Home > Forum > Due To The High Cost Of Fuel....

Due to the high cost of fuel....

Apr 01, 2021 at 04:57 PM CST
+ 18 - 1

Good Afternoon Everybody,

Due to the upswing in fuel prices I've decided to start a go-fund-me account to offset my fuel cost (and pay my monthly chrome shop bill). If I can count on my Bulkloads brothers and sisters to support my efforts, I may even stay home next week.

Thank you in advance for your support🤠


JUST KIDDING....😂

Replied on Fri, Apr 02, 2021 at 10:10 AM CST
+ 1
You would think that with the commodity prices at a level that is higher than what the farmer has seen for several years and with the cost of fuel at least a $1 to $1.50 higher this year that the rates would start edging upward.....wishful thinking. I talked with a grain company yesterday about some loads and he shot me a rate and I told him no way...it had to be this number. It took some convincing but he gave me a nickel more than his first quote. These brokers and grain companies need to wake up......but will they?
Replied on Sat, Apr 03, 2021 at 10:23 PM CST

Ryan, You should be hauling Cobalt Boats out of your back yard. I hauled for them years ago, great poeple and good rates back then.

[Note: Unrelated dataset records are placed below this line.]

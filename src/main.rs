//! Client entrypoint for the CSR build.

// Bin target reuses lib deps, silence noisy lint.
#![allow(unused_crate_dependencies)]

use ha_validator::{App, init_logging};
use leptos::prelude::*;

fn main() {
	init_logging();

	mount_to_body(|| {
		view! { <App /> }
	})
}
//! Automation candidates for the focal-node selector.
//!
//! A node counts as an automation when its classification tag says so, or
//! when its identifier lives in the `automation.` domain. The second check
//! covers datasets where the tag is missing or inconsistent.

use super::types::GraphNode;

/// Classification tag carried by automation nodes.
pub const AUTOMATION_KIND: &str = "automation";

/// Identifier prefix of the Home Assistant automation domain.
pub const AUTOMATION_PREFIX: &str = "automation.";

/// An entry of the selection control: identifier plus label to show.
#[derive(Clone, Debug, PartialEq, Eq)]
pub struct AutomationCandidate {
	/// Node identifier, used as the selection value.
	pub id: String,
	/// Text shown in the selector: the node label, or the id without one.
	pub label: String,
}

/// True if the node is tagged `"automation"`.
pub fn has_automation_kind(node: &GraphNode) -> bool {
	node.kind.as_deref() == Some(AUTOMATION_KIND)
}

/// True if the node identifier starts with `automation.`.
pub fn has_automation_prefix(node: &GraphNode) -> bool {
	node.id.starts_with(AUTOMATION_PREFIX)
}

/// Either of the two automation checks.
pub fn is_automation(node: &GraphNode) -> bool {
	has_automation_kind(node) || has_automation_prefix(node)
}

/// Collects every automation node, in input order.
pub fn automation_candidates(nodes: &[GraphNode]) -> Vec<AutomationCandidate> {
	nodes
		.iter()
		.filter(|node| is_automation(node))
		.map(|node| AutomationCandidate {
			id: node.id.clone(),
			label: node.display_label().to_string(),
		})
		.collect()
}

/// The selection a freshly loaded dataset starts with: the first candidate.
pub fn default_selection(candidates: &[AutomationCandidate]) -> Option<&str> {
	candidates.first().map(|candidate| candidate.id.as_str())
}

#[cfg(test)]
mod tests {
	use super::*;

	#[test]
	fn predicates_are_independent() {
		let tagged = GraphNode::new("script.wake", Some("automation"), None);
		let prefixed = GraphNode::new("automation.night", Some("entity"), None);
		let neither = GraphNode::new("light.kitchen", Some("entity"), None);

		assert!(has_automation_kind(&tagged) && !has_automation_prefix(&tagged));
		assert!(!has_automation_kind(&prefixed) && has_automation_prefix(&prefixed));
		assert!(is_automation(&tagged) && is_automation(&prefixed));
		assert!(!is_automation(&neither));
	}

	#[test]
	fn prefix_must_include_the_dot() {
		let node = GraphNode::new("automations_panel", None, None);
		assert!(!is_automation(&node));
	}

	#[test]
	fn candidates_keep_input_order_and_label_fallback() {
		let nodes = vec![
			GraphNode::new("automation.zeta", None, None),
			GraphNode::new("light.kitchen", Some("entity"), Some("Kitchen")),
			GraphNode::new("automation.alpha", Some("automation"), Some("Alpha")),
		];

		let candidates = automation_candidates(&nodes);
		assert_eq!(
			candidates,
			vec![
				AutomationCandidate {
					id: "automation.zeta".into(),
					label: "automation.zeta".into(),
				},
				AutomationCandidate {
					id: "automation.alpha".into(),
					label: "Alpha".into(),
				},
			]
		);
		assert_eq!(default_selection(&candidates), Some("automation.zeta"));
	}

	#[test]
	fn no_candidates_means_no_default() {
		assert!(automation_candidates(&[]).is_empty());
		assert_eq!(default_selection(&[]), None);
	}
}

Replied on Sat, Apr 03, 2021 at 10:25 PM CST
+ 1
Quote: "You would think that with the commodity prices at a level that is higher than what the farmer has seen for several years and with the cost of fuel at least a $1 to $1.50 higher this year that the rates would start edging upward.....wishful thinking. I talked with a grain company yesterday about some loads and he shot me a rate and I told him no way...it had to be this number. It took some convincing but he gave me a nickel more than his first quote. These brokers and grain companies need to wake up......but will they?"

When will the trucker "wake up" and charge for his services?

Fuel is up sixty some cents over last year.

Replied on Mon, Apr 05, 2021 at 07:01 AM CST
Why are you kidding? I wanted to see if and how good it works out. Maybe we would all be collecting the big coin at home
Replied on Thu, Apr 15, 2021 at 04:28 PM CST
+ 1
Quote: "When will the trucker "wake up" and charge for his services? Fuel is up sixty some cents over last year."

you can set your rates at whatever amount you believe is fair, however you probably aren't going to get that unless you're already established with a niche company. Average fuel surcharge is around 23%, when you try to add that on you will see almost every broker start back pedeling... and you will probably lose that load. I had a steady gig and then this April when I added a 23% fuel surcharge to my flat $2.00 per running mile rate my load availabilty has drastically dropped. NO BROKER has upped what they are willing to pay, so I have to think the shipper is holding back and too many drivers are hauling CHEAP freight. Look at the load board and see what fertilizer is paying out of OK...If you can hit $1.70 per mile you're damn lucky, it hoovers around $1.40 - $1.60 per mile...why are you boneheads hauling it for that...LET IT SIT.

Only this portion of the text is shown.